From The New York Times:
MONROVIA, Liberia — As bodies littered the streets and the sick lay dying in front of overwhelmed clinics last year, President Obama ordered the largest American intervention ever in a global health crisis, hoping to stem the deadliest Ebola epidemic in history.
But after spending hundreds of millions of dollars and deploying nearly 3,000 troops to build Ebola treatment centers, the United States ended up creating facilities that have largely sat empty: Only 28 Ebola patients have been treated at the 11 treatment units built by the United States military, American officials now say.
Nine centers have never had a single Ebola patient.
Facing criticism that his reaction to the devastating epidemic had been slow and inadequate, Mr. Obama announced his signature plan in mid-September, focusing on Liberia, America’s historical ally.
But even before the first treatment center built by the American military opened there, the number of Ebola cases in Liberia had fallen drastically, casting doubt on the American strategy of building facilities that took months to complete.

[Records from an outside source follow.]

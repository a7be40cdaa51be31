//! Principal / yield tranching: split, merge, redeem, claim
//!
//! A receipt of principal P splits into PT(P, E) and YT(0, E). The staked
//! principal moves from the staking reserve into the principal reserve; the
//! yield reserve is funded separately and pays YT holders.

use facet_codec::{Facet, PrincipalToken, StakeReceipt, YieldToken};
use facet_config::MergePolicy;
use facet_types::{CovenantError, CovenantResult, Destination};
use tracing::warn;

use crate::draft::{total, Context, TransitionDraft};
use crate::tokens::{Held, InputSet};

/// Split a receipt into a principal token and a yield token expiring at `expiry`
pub fn split(
    cx: &Context<'_>,
    inputs: &mut InputSet,
    expiry: u32,
    holder: Destination,
) -> CovenantResult<TransitionDraft> {
    let schedule = &cx.deployment.params.schedule;
    if !schedule.admits_split(expiry, cx.now) {
        return Err(CovenantError::invalid(format!(
            "expiry {} leaves less than the {}s yield term after {}",
            expiry, schedule.term, cx.now
        )));
    }

    let staking = inputs.registry(Facet::Staking)?;
    let principal = inputs.registry(Facet::Principal)?;
    let yield_registry = inputs.registry(Facet::Yield)?;
    for registry in [&staking, &principal, &yield_registry] {
        registry.ensure_active()?;
    }
    let receipt: Held<StakeReceipt> = inputs.state()?;
    let amount = receipt.value.amount;
    cx.ensure_reserve(&staking, amount)?;

    let mut draft = TransitionDraft::new();
    draft.spend(&receipt);
    draft.move_reserve(cx, &staking, -i128::from(amount))?;
    draft.move_reserve(cx, &principal, i128::from(amount))?;
    draft.move_reserve(cx, &yield_registry, 0)?;
    draft.emit(cx.state_output(
        Facet::Principal,
        &PrincipalToken {
            principal: amount,
            expiry,
        },
        holder.clone(),
    ));
    draft.emit(cx.state_output(
        Facet::Yield,
        &YieldToken { accrued: 0, expiry },
        holder,
    ));
    Ok(draft)
}

/// Recombine a PT/YT pair of equal expiry into a receipt
pub fn merge(
    cx: &Context<'_>,
    inputs: &mut InputSet,
    holder: Destination,
) -> CovenantResult<TransitionDraft> {
    let pt: Held<PrincipalToken> = inputs.state()?;
    let yt: Held<YieldToken> = inputs.state()?;
    if pt.value.expiry != yt.value.expiry {
        return Err(CovenantError::IncompatibleExpiry {
            principal_expiry: pt.value.expiry,
            yield_expiry: yt.value.expiry,
        });
    }

    let principal = inputs.registry(Facet::Principal)?;
    let staking = inputs.registry(Facet::Staking)?;
    let yield_registry = inputs.registry(Facet::Yield)?;
    for registry in [&principal, &staking, &yield_registry] {
        registry.ensure_active()?;
    }
    let amount = pt.value.principal;
    cx.ensure_reserve(&principal, amount)?;

    let accrued = cx.deployment.params.schedule.claimable(&yt.value, cx.now)?;
    let paid = match cx.deployment.params.merge_policy {
        MergePolicy::Payout => {
            cx.ensure_reserve(&yield_registry, accrued)?;
            accrued
        }
        MergePolicy::Forfeit => {
            if accrued > 0 {
                warn!(
                    accrued,
                    expiry = yt.value.expiry,
                    "Accrued yield forfeited on merge"
                );
            }
            0
        }
        MergePolicy::Reject if accrued > 0 => {
            return Err(CovenantError::UnclaimedYield { accrued });
        }
        MergePolicy::Reject => 0,
    };

    let mut draft = TransitionDraft::new();
    draft.spend(&pt);
    draft.spend(&yt);
    draft.move_reserve(cx, &principal, -i128::from(amount))?;
    draft.move_reserve(cx, &staking, i128::from(amount))?;
    draft.move_reserve(cx, &yield_registry, -i128::from(paid))?;
    draft.emit(cx.state_output(Facet::Staking, &StakeReceipt { amount }, holder.clone()));
    draft.pay(
        cx,
        holder,
        total("payout", &[paid, pt.attached(), yt.attached()])?,
        0,
    );
    Ok(draft)
}

/// Burn a matured principal token for its principal
pub fn redeem_principal(
    cx: &Context<'_>,
    inputs: &mut InputSet,
    payout: Destination,
) -> CovenantResult<TransitionDraft> {
    let pt: Held<PrincipalToken> = inputs.state()?;
    if cx.now < pt.value.expiry {
        return Err(CovenantError::NotYetMatured {
            now: cx.now,
            expiry: pt.value.expiry,
        });
    }
    let registry = inputs.registry(Facet::Principal)?;
    registry.ensure_active()?;
    let amount = pt.value.principal;
    cx.ensure_reserve(&registry, amount)?;

    let mut draft = TransitionDraft::new();
    draft.spend(&pt);
    draft.move_reserve(cx, &registry, -i128::from(amount))?;
    draft.pay(cx, payout, total("payout", &[amount, pt.attached()])?, 0);
    Ok(draft)
}

/// Record accrued yield before expiry; pay it out and burn the token after
pub fn claim_yield(
    cx: &Context<'_>,
    inputs: &mut InputSet,
    holder: Destination,
) -> CovenantResult<TransitionDraft> {
    let yt: Held<YieldToken> = inputs.state()?;
    let registry = inputs.registry(Facet::Yield)?;
    registry.ensure_active()?;
    let accrued = cx.deployment.params.schedule.claimable(&yt.value, cx.now)?;
    let mut draft = TransitionDraft::new();
    draft.spend(&yt);

    if cx.now < yt.value.expiry {
        // rewriting an immutable commitment needs the minting token present
        draft.move_reserve(cx, &registry, 0)?;
        draft.emit(cx.state_output(
            Facet::Yield,
            &YieldToken {
                accrued,
                expiry: yt.value.expiry,
            },
            holder,
        ));
        return Ok(draft);
    }

    cx.ensure_reserve(&registry, accrued)?;
    draft.move_reserve(cx, &registry, -i128::from(accrued))?;
    draft.pay(cx, holder, total("payout", &[accrued, yt.attached()])?, 0);
    Ok(draft)
}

The United States has spent $1.4 billion on its Ebola mission in West Africa, with most of it going to Liberia. Deploying the military cost $360 million, not including the construction, staffing and operating expenses at the treatment centers it built.
As the world’s biggest donor to the Ebola campaign, the United States also supported a wide range of important efforts, like building a new cemetery and increasing body-collection teams. But the vast majority of aid, about 90 percent, came after Ebola cases in Liberia had already begun to drop.
Of the 11 centers built by the American military, all but one opened after Dec. 22. By then, Ebola cases had already fallen to the point that Liberian and foreign officials were discussing the closing of treatment units built by other organizations that were no longer needed.